> _PROBLEM TO SOLVE_
Each line of the listing below must be returned exactly.

:: EXERCISE MATERIALS

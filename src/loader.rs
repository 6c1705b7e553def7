// Loader/Normalizer - schema check, cell cleanup, incomplete-row removal

use crate::error::LoadError;
use crate::record::{
    CleanedRow, RawRow, COL_ACCOUNT_NUMBER, COL_CONTRACT_END_DATE, COL_CUSTOMER_NAME,
    COL_EMAIL_ADDRESS, COL_PHYSICAL_ADDRESS, COL_PRODUCT, REQUIRED_COLUMNS,
};
use crate::source::{detect_format, get_reader, Table, TableRow};
use std::path::Path;

#[derive(Debug, Clone, Default)]
pub struct LoadOutput {
    /// Rows with all identity fields present, in source order
    pub rows: Vec<CleanedRow>,
    pub warnings: Vec<String>,
    /// Data rows read, before any were dropped
    pub total_rows: usize,
}

/// Read one sheet and clean it.
///
/// Fails only when the file can't be read or a required column is missing.
pub fn load(path: &Path, sheet: &str) -> Result<LoadOutput, LoadError> {
    let format = detect_format(path)?;
    let reader = get_reader(format);
    let table = reader.read(path, sheet)?;

    tracing::info!(
        path = %path.display(),
        format = format.name(),
        rows = table.rows.len(),
        "loaded input"
    );

    load_table(&table)
}

/// Column positions resolved once from the header row
struct Columns {
    customer_name: usize,
    email_address: usize,
    physical_address: usize,
    account_id: usize,
    product_name: Option<usize>,
    contract_end_date: Option<usize>,
}

impl Columns {
    fn resolve(table: &Table) -> Result<Columns, LoadError> {
        let missing: Vec<String> = REQUIRED_COLUMNS
            .iter()
            .filter(|name| table.column_index(name).is_none())
            .map(|name| name.to_string())
            .collect();

        if !missing.is_empty() {
            return Err(LoadError::Schema {
                missing,
                available: table.headers.iter().map(|h| h.trim().to_string()).collect(),
            });
        }

        let required = |name: &str| table.column_index(name).unwrap_or_default();

        Ok(Columns {
            customer_name: required(COL_CUSTOMER_NAME),
            email_address: required(COL_EMAIL_ADDRESS),
            physical_address: required(COL_PHYSICAL_ADDRESS),
            account_id: required(COL_ACCOUNT_NUMBER),
            product_name: table.column_index(COL_PRODUCT),
            contract_end_date: table.column_index(COL_CONTRACT_END_DATE),
        })
    }

    fn raw_row(&self, row: &TableRow) -> RawRow {
        let cell = |idx: usize| {
            row.cells
                .get(idx)
                .map(|c| c.trim().to_string())
                .unwrap_or_default()
        };
        let optional = |idx: Option<usize>| idx.map(&cell).unwrap_or_default();

        RawRow {
            customer_name: cell(self.customer_name),
            email_address: cell(self.email_address),
            physical_address: cell(self.physical_address),
            account_id: cell(self.account_id),
            product_name: optional(self.product_name),
            contract_end_date: optional(self.contract_end_date),
            line_number: row.line,
        }
    }
}

/// Clean an already-read table
pub fn load_table(table: &Table) -> Result<LoadOutput, LoadError> {
    let columns = Columns::resolve(table)?;

    let mut rows = Vec::with_capacity(table.rows.len());
    let mut dropped = 0usize;

    for table_row in &table.rows {
        // Unused columns count too: a row is only blank if nothing is in it
        if table_row.cells.iter().all(|c| c.trim().is_empty()) {
            continue;
        }

        let raw = columns.raw_row(table_row);
        match CleanedRow::from_raw(&raw) {
            Some(cleaned) => rows.push(cleaned),
            None => {
                dropped += 1;
                tracing::debug!(line = raw.line_number, "dropped row missing required fields");
            }
        }
    }

    let mut warnings = Vec::new();
    if dropped > 0 {
        warnings.push(format!("Dropped {} row(s) missing required fields.", dropped));
    }

    Ok(LoadOutput {
        rows,
        warnings,
        total_rows: table.rows.len(),
    })
}

// ============================================================================
// TESTS
// ============================================================================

::::

> _RESULT OF THE EXERCISE_
filename src/loader.rs
repository 6c1705b7e553def7
// Loader/Normalizer - schema check, cell cleanup, incomplete-row removal

use crate::error::LoadError;
use crate::record::{
    CleanedRow, RawRow, COL_ACCOUNT_NUMBER, COL_CONTRACT_END_DATE, COL_CUSTOMER_NAME,
    COL_EMAIL_ADDRESS, COL_PHYSICAL_ADDRESS, COL_PRODUCT, REQUIRED_COLUMNS,
};
use crate::source::{detect_format, get_reader, Table, TableRow};
use std::path::Path;

#[derive(Debug, Clone, Default)]
pub struct LoadOutput {
    /// Rows with all identity fields present, in source order
    pub rows: Vec<CleanedRow>,
    pub warnings: Vec<String>,
    /// Data rows read, before any were dropped
    pub total_rows: usize,
}

/// Read one sheet and clean it.
///
/// Fails only when the file can't be read or a required column is missing.
pub fn load(path: &Path, sheet: &str) -> Result<LoadOutput, LoadError> {
    let format = detect_format(path)?;
    let reader = get_reader(format);
    let table = reader.read(path, sheet)?;

    tracing::info!(
        path = %path.display(),
        format = format.name(),
        rows = table.rows.len(),
        "loaded input"
    );

    load_table(&table)
}

/// Column positions resolved once from the header row
struct Columns {
    customer_name: usize,
    email_address: usize,
    physical_address: usize,
    account_id: usize,
    product_name: Option<usize>,
    contract_end_date: Option<usize>,
}

impl Columns {
    fn resolve(table: &Table) -> Result<Columns, LoadError> {
        let missing: Vec<String> = REQUIRED_COLUMNS
            .iter()
            .filter(|name| table.column_index(name).is_none())
            .map(|name| name.to_string())
            .collect();

        if !missing.is_empty() {
            return Err(LoadError::Schema {
                missing,
                available: table.headers.iter().map(|h| h.trim().to_string()).collect(),
            });
        }

        let required = |name: &str| table.column_index(name).unwrap_or_default();

        Ok(Columns {
            customer_name: required(COL_CUSTOMER_NAME),
            email_address: required(COL_EMAIL_ADDRESS),
            physical_address: required(COL_PHYSICAL_ADDRESS),
            account_id: required(COL_ACCOUNT_NUMBER),
            product_name: table.column_index(COL_PRODUCT),
            contract_end_date: table.column_index(COL_CONTRACT_END_DATE),
        })
    }

    fn raw_row(&self, row: &TableRow) -> RawRow {
        let cell = |idx: usize| {
            row.cells
                .get(idx)
                .map(|c| c.trim().to_string())
                .unwrap_or_default()
        };
        let optional = |idx: Option<usize>| idx.map(&cell).unwrap_or_default();

        RawRow {
            customer_name: cell(self.customer_name),
            email_address: cell(self.email_address),
            physical_address: cell(self.physical_address),
            account_id: cell(self.account_id),
            product_name: optional(self.product_name),
            contract_end_date: optional(self.contract_end_date),
            line_number: row.line,
        }
    }
}

/// Clean an already-read table
pub fn load_table(table: &Table) -> Result<LoadOutput, LoadError> {
    let columns = Columns::resolve(table)?;

    let mut rows = Vec::with_capacity(table.rows.len());
    let mut dropped = 0usize;

    for table_row in &table.rows {
        // Unused columns count too: a row is only blank if nothing is in it
        if table_row.cells.iter().all(|c| c.trim().is_empty()) {
            continue;
        }

        let raw = columns.raw_row(table_row);
        match CleanedRow::from_raw(&raw) {
            Some(cleaned) => rows.push(cleaned),
            None => {
                dropped += 1;
                tracing::debug!(line = raw.line_number, "dropped row missing required fields");
            }
        }
    }

    let mut warnings = Vec::new();
    if dropped > 0 {
        warnings.push(format!("Dropped {} row(s) missing required fields.", dropped));
    }

    Ok(LoadOutput {
        rows,
        warnings,
        total_rows: table.rows.len(),
    })
}

// ============================================================================
// TESTS
// ============================================================================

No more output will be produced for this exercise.